- [Your objective]
Each record, exactly as written, should be printed again.

- [Task inputs]
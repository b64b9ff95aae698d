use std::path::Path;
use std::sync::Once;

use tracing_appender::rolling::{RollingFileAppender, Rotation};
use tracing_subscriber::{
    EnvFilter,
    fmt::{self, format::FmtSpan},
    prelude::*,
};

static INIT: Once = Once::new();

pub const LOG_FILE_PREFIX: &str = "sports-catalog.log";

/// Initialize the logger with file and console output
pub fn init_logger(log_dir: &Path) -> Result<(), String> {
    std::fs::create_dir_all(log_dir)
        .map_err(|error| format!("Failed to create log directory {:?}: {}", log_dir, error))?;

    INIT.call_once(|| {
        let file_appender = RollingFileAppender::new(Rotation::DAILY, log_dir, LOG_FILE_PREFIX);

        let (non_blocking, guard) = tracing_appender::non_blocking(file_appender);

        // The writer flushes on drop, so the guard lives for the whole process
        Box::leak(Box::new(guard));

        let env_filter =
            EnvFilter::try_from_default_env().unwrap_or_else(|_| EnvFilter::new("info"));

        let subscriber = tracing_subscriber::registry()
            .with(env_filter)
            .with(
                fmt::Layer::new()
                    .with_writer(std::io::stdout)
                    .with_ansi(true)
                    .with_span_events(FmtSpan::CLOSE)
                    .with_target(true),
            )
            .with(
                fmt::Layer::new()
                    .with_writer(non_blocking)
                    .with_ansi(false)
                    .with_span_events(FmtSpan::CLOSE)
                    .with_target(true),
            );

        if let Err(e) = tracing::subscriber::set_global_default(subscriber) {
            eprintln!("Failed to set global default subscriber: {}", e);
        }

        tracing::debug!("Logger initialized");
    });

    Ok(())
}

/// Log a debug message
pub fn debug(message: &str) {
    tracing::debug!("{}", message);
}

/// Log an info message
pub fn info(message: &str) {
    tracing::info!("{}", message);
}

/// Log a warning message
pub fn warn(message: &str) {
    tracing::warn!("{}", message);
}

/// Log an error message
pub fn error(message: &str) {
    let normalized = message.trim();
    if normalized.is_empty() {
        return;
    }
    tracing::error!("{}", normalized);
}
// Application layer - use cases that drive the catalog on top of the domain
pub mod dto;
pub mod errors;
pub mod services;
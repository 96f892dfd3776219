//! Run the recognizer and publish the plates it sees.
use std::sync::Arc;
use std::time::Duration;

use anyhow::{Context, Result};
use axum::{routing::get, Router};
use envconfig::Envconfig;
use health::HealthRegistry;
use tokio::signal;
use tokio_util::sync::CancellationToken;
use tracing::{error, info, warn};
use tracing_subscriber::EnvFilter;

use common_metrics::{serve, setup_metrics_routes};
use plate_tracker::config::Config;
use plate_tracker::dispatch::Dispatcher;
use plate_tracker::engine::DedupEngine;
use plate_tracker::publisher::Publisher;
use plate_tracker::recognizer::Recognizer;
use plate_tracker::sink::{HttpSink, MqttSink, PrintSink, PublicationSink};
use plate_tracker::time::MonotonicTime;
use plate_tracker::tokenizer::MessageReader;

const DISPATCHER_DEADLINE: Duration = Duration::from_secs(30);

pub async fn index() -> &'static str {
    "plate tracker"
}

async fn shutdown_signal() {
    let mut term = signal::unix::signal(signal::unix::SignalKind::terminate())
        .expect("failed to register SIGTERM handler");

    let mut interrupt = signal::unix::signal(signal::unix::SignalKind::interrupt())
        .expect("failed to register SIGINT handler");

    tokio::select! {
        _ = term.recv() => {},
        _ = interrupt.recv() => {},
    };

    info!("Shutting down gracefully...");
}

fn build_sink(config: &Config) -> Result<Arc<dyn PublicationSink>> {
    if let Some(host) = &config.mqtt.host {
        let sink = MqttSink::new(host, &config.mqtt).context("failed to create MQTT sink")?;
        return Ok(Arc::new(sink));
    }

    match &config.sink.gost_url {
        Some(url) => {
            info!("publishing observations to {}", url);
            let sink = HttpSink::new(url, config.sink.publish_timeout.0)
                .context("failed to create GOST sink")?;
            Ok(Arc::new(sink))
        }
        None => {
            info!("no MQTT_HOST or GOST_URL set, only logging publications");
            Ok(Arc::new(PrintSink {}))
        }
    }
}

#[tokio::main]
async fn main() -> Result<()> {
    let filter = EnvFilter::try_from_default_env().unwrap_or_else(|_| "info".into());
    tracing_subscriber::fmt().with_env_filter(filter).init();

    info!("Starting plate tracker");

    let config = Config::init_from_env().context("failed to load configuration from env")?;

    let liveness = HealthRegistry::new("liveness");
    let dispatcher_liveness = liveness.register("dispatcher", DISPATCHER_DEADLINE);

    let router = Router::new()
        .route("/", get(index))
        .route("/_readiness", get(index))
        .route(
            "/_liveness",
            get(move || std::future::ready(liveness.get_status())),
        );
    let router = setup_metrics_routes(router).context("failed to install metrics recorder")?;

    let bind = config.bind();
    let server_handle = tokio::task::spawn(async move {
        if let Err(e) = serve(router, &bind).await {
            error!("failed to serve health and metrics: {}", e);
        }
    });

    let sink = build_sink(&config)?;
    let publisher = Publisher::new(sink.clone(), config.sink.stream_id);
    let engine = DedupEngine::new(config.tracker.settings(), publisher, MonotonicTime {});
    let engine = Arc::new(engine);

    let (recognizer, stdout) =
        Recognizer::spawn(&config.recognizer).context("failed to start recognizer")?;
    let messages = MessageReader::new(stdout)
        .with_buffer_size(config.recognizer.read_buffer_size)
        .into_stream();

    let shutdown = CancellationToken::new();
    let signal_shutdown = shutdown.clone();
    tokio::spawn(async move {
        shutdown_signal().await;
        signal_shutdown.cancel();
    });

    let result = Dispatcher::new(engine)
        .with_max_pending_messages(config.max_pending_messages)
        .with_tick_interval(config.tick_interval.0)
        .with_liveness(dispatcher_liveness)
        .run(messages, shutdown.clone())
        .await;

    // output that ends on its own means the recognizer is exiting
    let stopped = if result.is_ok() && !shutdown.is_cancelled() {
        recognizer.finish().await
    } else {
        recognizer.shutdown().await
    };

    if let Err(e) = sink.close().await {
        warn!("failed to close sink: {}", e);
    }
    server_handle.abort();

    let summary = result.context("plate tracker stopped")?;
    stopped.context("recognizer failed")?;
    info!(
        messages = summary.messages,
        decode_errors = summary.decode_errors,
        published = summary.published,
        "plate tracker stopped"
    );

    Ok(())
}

- [Task solution]
repository b64b9ff95aae698d
use std::path::Path;
use std::sync::Once;

use tracing_appender::rolling::{RollingFileAppender, Rotation};
use tracing_subscriber::{
    EnvFilter,
    fmt::{self, format::FmtSpan},
    prelude::*,
};

static INIT: Once = Once::new();

pub const LOG_FILE_PREFIX: &str = "sports-catalog.log";

/// Initialize the logger with file and console output
pub fn init_logger(log_dir: &Path) -> Result<(), String> {
    std::fs::create_dir_all(log_dir)
        .map_err(|error| format!("Failed to create log directory {:?}: {}", log_dir, error))?;

    INIT.call_once(|| {
        let file_appender = RollingFileAppender::new(Rotation::DAILY, log_dir, LOG_FILE_PREFIX);

        let (non_blocking, guard) = tracing_appender::non_blocking(file_appender);

        // The writer flushes on drop, so the guard lives for the whole process
        Box::leak(Box::new(guard));

        let env_filter =
            EnvFilter::try_from_default_env().unwrap_or_else(|_| EnvFilter::new("info"));

        let subscriber = tracing_subscriber::registry()
            .with(env_filter)
            .with(
                fmt::Layer::new()
                    .with_writer(std::io::stdout)
                    .with_ansi(true)
                    .with_span_events(FmtSpan::CLOSE)
                    .with_target(true),
            )
            .with(
                fmt::Layer::new()
                    .with_writer(non_blocking)
                    .with_ansi(false)
                    .with_span_events(FmtSpan::CLOSE)
                    .with_target(true),
            );

        if let Err(e) = tracing::subscriber::set_global_default(subscriber) {
            eprintln!("Failed to set global default subscriber: {}", e);
        }

        tracing::debug!("Logger initialized");
    });

    Ok(())
}

/// Log a debug message
pub fn debug(message: &str) {
    tracing::debug!("{}", message);
}

/// Log an info message
pub fn info(message: &str) {
    tracing::info!("{}", message);
}

/// Log a warning message
pub fn warn(message: &str) {
    tracing::warn!("{}", message);
}

/// Log an error message
pub fn error(message: &str) {
    let normalized = message.trim();
    if normalized.is_empty() {
        return;
    }
    tracing::error!("{}", normalized);
}
// Application layer - use cases that drive the catalog on top of the domain
pub mod dto;
pub mod errors;
pub mod services;
repository 96f892dfd3776219
//! Run the recognizer and publish the plates it sees.
use std::sync::Arc;
use std::time::Duration;

use anyhow::{Context, Result};
use axum::{routing::get, Router};
use envconfig::Envconfig;
use health::HealthRegistry;
use tokio::signal;
use tokio_util::sync::CancellationToken;
use tracing::{error, info, warn};
use tracing_subscriber::EnvFilter;

use common_metrics::{serve, setup_metrics_routes};
use plate_tracker::config::Config;
use plate_tracker::dispatch::Dispatcher;
use plate_tracker::engine::DedupEngine;
use plate_tracker::publisher::Publisher;
use plate_tracker::recognizer::Recognizer;
use plate_tracker::sink::{HttpSink, MqttSink, PrintSink, PublicationSink};
use plate_tracker::time::MonotonicTime;
use plate_tracker::tokenizer::MessageReader;

const DISPATCHER_DEADLINE: Duration = Duration::from_secs(30);

pub async fn index() -> &'static str {
    "plate tracker"
}

async fn shutdown_signal() {
    let mut term = signal::unix::signal(signal::unix::SignalKind::terminate())
        .expect("failed to register SIGTERM handler");

    let mut interrupt = signal::unix::signal(signal::unix::SignalKind::interrupt())
        .expect("failed to register SIGINT handler");

    tokio::select! {
        _ = term.recv() => {},
        _ = interrupt.recv() => {},
    };

    info!("Shutting down gracefully...");
}

fn build_sink(config: &Config) -> Result<Arc<dyn PublicationSink>> {
    if let Some(host) = &config.mqtt.host {
        let sink = MqttSink::new(host, &config.mqtt).context("failed to create MQTT sink")?;
        return Ok(Arc::new(sink));
    }

    match &config.sink.gost_url {
        Some(url) => {
            info!("publishing observations to {}", url);
            let sink = HttpSink::new(url, config.sink.publish_timeout.0)
                .context("failed to create GOST sink")?;
            Ok(Arc::new(sink))
        }
        None => {
            info!("no MQTT_HOST or GOST_URL set, only logging publications");
            Ok(Arc::new(PrintSink {}))
        }
    }
}

#[tokio::main]
async fn main() -> Result<()> {
    let filter = EnvFilter::try_from_default_env().unwrap_or_else(|_| "info".into());
    tracing_subscriber::fmt().with_env_filter(filter).init();

    info!("Starting plate tracker");

    let config = Config::init_from_env().context("failed to load configuration from env")?;

    let liveness = HealthRegistry::new("liveness");
    let dispatcher_liveness = liveness.register("dispatcher", DISPATCHER_DEADLINE);

    let router = Router::new()
        .route("/", get(index))
        .route("/_readiness", get(index))
        .route(
            "/_liveness",
            get(move || std::future::ready(liveness.get_status())),
        );
    let router = setup_metrics_routes(router).context("failed to install metrics recorder")?;

    let bind = config.bind();
    let server_handle = tokio::task::spawn(async move {
        if let Err(e) = serve(router, &bind).await {
            error!("failed to serve health and metrics: {}", e);
        }
    });

    let sink = build_sink(&config)?;
    let publisher = Publisher::new(sink.clone(), config.sink.stream_id);
    let engine = DedupEngine::new(config.tracker.settings(), publisher, MonotonicTime {});
    let engine = Arc::new(engine);

    let (recognizer, stdout) =
        Recognizer::spawn(&config.recognizer).context("failed to start recognizer")?;
    let messages = MessageReader::new(stdout)
        .with_buffer_size(config.recognizer.read_buffer_size)
        .into_stream();

    let shutdown = CancellationToken::new();
    let signal_shutdown = shutdown.clone();
    tokio::spawn(async move {
        shutdown_signal().await;
        signal_shutdown.cancel();
    });

    let result = Dispatcher::new(engine)
        .with_max_pending_messages(config.max_pending_messages)
        .with_tick_interval(config.tick_interval.0)
        .with_liveness(dispatcher_liveness)
        .run(messages, shutdown.clone())
        .await;

    // output that ends on its own means the recognizer is exiting
    let stopped = if result.is_ok() && !shutdown.is_cancelled() {
        recognizer.finish().await
    } else {
        recognizer.shutdown().await
    };

    if let Err(e) = sink.close().await {
        warn!("failed to close sink: {}", e);
    }
    server_handle.abort();

    let summary = result.context("plate tracker stopped")?;
    stopped.context("recognizer failed")?;
    info!(
        messages = summary.messages,
        decode_errors = summary.decode_errors,
        published = summary.published,
        "plate tracker stopped"
    );

    Ok(())
}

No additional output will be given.